Ömrünü nasıl geçirdiğini çocuklarına anlattığını bir hayal et:
‘Liseyi okurken, daha çocuktum. O yüzden bir şey yapamadım, hay, huyla geçti gitti.
Üniversiteye girdim. Derslerin yoğunluğu, ortamın hareketliliği, günlük koşuşturmacalar, vizeler, finaller, bütünlemeler derken, bir baktım okulun son sınıfına gelmişim.
Ne üniversitede derece yapabildim, ne de okurken aynı zamanda başka bir başarı elde ettim. Ne enerjimi dünyayı tanımaya, ne doğayı keşfetmeye, ne de yeni şeyler öğrenmeye harcadım. Birden geçmiş öğrencilik yıllarım.

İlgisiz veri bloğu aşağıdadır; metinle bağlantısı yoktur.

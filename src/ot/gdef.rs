//! Glyph definitions: classes, mark attachment classes, mark glyph sets.

use crate::parser::{read_at, Offset16, Offset32};
use crate::sanitize::Sanitizer;

use super::layout::{ClassDef, Coverage};
use super::var::ItemVariationStore;

pub(crate) mod glyph_class {
    pub const BASE: u16 = 1;
    pub const LIGATURE: u16 = 2;
    pub const MARK: u16 = 3;
    pub const COMPONENT: u16 = 4;
}

pub(crate) struct GdefTable<'a> {
    glyph_classes: Option<ClassDef<'a>>,
    mark_attach_classes: Option<ClassDef<'a>>,
    mark_glyph_sets: Option<&'a [u8]>,
    var_store: Option<ItemVariationStore<'a>>,
}

impl<'a> GdefTable<'a> {
    pub fn parse(data: &'a [u8], s: &mut Sanitizer) -> Option<Self> {
        let major = read_at::<u16>(data, 0)?;
        let minor = read_at::<u16>(data, 2)?;
        if major != 1 {
            return None;
        }
        if !s.check_range(0, 12) {
            return None;
        }

        let glyph_classes = read_at::<Offset16>(data, 4)?
            .resolve(data)
            .and_then(ClassDef::parse);
        let mark_attach_classes = read_at::<Offset16>(data, 10)?
            .resolve(data)
            .and_then(ClassDef::parse);

        // Version 1.2 adds mark glyph sets, 1.3 the variation store.
        let mark_glyph_sets = if minor >= 2 {
            read_at::<Offset16>(data, 12).and_then(|o| o.resolve(data))
        } else {
            None
        };
        let var_store = if minor >= 3 {
            read_at::<Offset32>(data, 14)
                .and_then(|o| o.resolve(data))
                .and_then(ItemVariationStore::parse)
        } else {
            None
        };

        Some(GdefTable { glyph_classes, mark_attach_classes, mark_glyph_sets, var_store })
    }

    pub fn has_glyph_classes(&self) -> bool {
        self.glyph_classes.is_some()
    }

    pub fn glyph_class(&self, glyph: u16) -> u16 {
        self.glyph_classes.as_ref().map_or(0, |c| c.get(glyph))
    }

    pub fn mark_attachment_class(&self, glyph: u16) -> u16 {
        self.mark_attach_classes.as_ref().map_or(0, |c| c.get(glyph))
    }

    pub fn mark_set_covers(&self, set_index: u16, glyph: u16) -> bool {
        let Some(sets) = self.mark_glyph_sets else {
            return false;
        };
        let Some(count) = read_at::<u16>(sets, 2) else {
            return false;
        };
        if set_index >= count {
            return false;
        }
        let Some(coverage) = read_at::<Offset32>(sets, 4 + usize::from(set_index) * 4)
            .and_then(|o| o.resolve(sets))
            .and_then(Coverage::parse)
        else {
            return false;
        };
        coverage.contains(glyph)
    }

    pub fn var_store(&self) -> Option<&ItemVariationStore<'a>> {
        self.var_store.as_ref()
    }

    /// The glyph props word the apply machinery stores per item: the GDEF
    /// class folded into skip-flag-aligned bits, with the mark attachment
    /// class in the high byte.
    pub fn glyph_props(&self, glyph: u16) -> u16 {
        match self.glyph_class(glyph) {
            c if c == glyph_class::BASE => super::glyph_props::BASE,
            c if c == glyph_class::LIGATURE => super::glyph_props::LIGATURE,
            c if c == glyph_class::MARK => {
                let attach = self.mark_attachment_class(glyph) & 0xFF;
                super::glyph_props::MARK | (attach << 8)
            }
            _ => 0,
        }
    }

}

Sonra askere gittim. İş bulma derdine düştüm sonra. KPSS, ALES, YDS sınavları derken, bir kurumda işe girmek zorunda kaldım. Mecburiyetten çalıştım, ne mutlu oldum, ne tatmin.
Sonra evlenmem gerektiğini söylediler. Birini bulma telaşı, kaygısı, uğraşı derken, düğünü yaptık. Bir evim barkım olsun dedim. Borca harca girdim, onları ödemekle uğraştım.

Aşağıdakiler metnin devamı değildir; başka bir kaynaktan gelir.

fn propagate_attachment_offsets(
    pos: &mut [GlyphPosition],
    len: usize,
    i: usize,
    direction: Direction,
) {
    // Walk the chain up to its root first, consuming each link so every
    // node is processed at most once, then apply offsets root-first.
    // Iterative, so adversarial chain lengths stay on the heap.
    let mut links: smallvec::SmallVec<[(usize, usize, u8); 8]> = smallvec::SmallVec::new();
    let mut cur = i;
    loop {
        let chain = pos[cur].attach_chain();
        if chain == 0 {
            break;
        }
        let kind = pos[cur].attach_type();
        pos[cur].set_attach_chain(0);

        let parent = cur as i64 + i64::from(chain);
        if parent < 0 || parent as usize >= len {
            break;
        }
        links.push((cur, parent as usize, kind));
        cur = parent as usize;
    }

    for &(node, parent, kind) in links.iter().rev() {
        if kind == attach_type::CURSIVE {
            // Cursive chains carry only the cross-stream offset.
            if direction.is_horizontal() {
                pos[node].y_offset += pos[parent].y_offset;
            } else {
                pos[node].x_offset += pos[parent].x_offset;
            }
        } else {
            pos[node].x_offset += pos[parent].x_offset;
            pos[node].y_offset += pos[parent].y_offset;

            if direction.is_forward() {
                for k in parent..node {
                    pos[node].x_offset -= pos[k].x_advance;
                    pos[node].y_offset -= pos[k].y_advance;
                }
            } else {
                for k in parent + 1..node + 1 {
                    pos[node].x_offset += pos[k].x_advance;
                    pos[node].y_offset += pos[k].y_advance;
                }
            }
        }
    }
}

Derken otuz yaşına gelmişim. Çocuğum oldu, onun bakımı, büyümesi, kaygısıyla geçmiş zaman.
İşten eve, evden işe gidip, geldim. Akşamları bir kaç arkadaşınla takılıp, maç falan izledik. Zamanımın geri kalanını sosyal medyada, internette geçirdim.
Bir baktım ki yaş kırk olmuş. Zaten o yaştan sonra zaman yokuş aşağı hızla gidiyor, tutamıyorsun.’
Çocukların büyüdüğünde ve karşına oturup sana, “bize anlatacağın bir hikayen var mı baba/anne?” dediğinde bunları mı anlatacaksın? Bir düşün bence.
Bu anlattığım belki de Türkiye’de milyonlarca gencin hayatının seyri seferiyle aynı.
Şurası kesin: Çocuklarına anlatacak bir hikayen olmayınca, hayatını böyle sürdürdüğün için hayıflanacaksın, pişman olacaksın ve gençlik yıllarına geri dönmek isteyeceksin.
Bir daha başlamak, bir daha hayatını planlamak, kurgulamak ve anlamı şeyler yapmak için geri dönmek isteyeceksin. Yani anlatacak bir hikayen olsun isteyeceksin.
Ancak vakit geçmiş, zaman dolmuş, asla geri dönüşü olmayan bir yola girmiş olacaksın.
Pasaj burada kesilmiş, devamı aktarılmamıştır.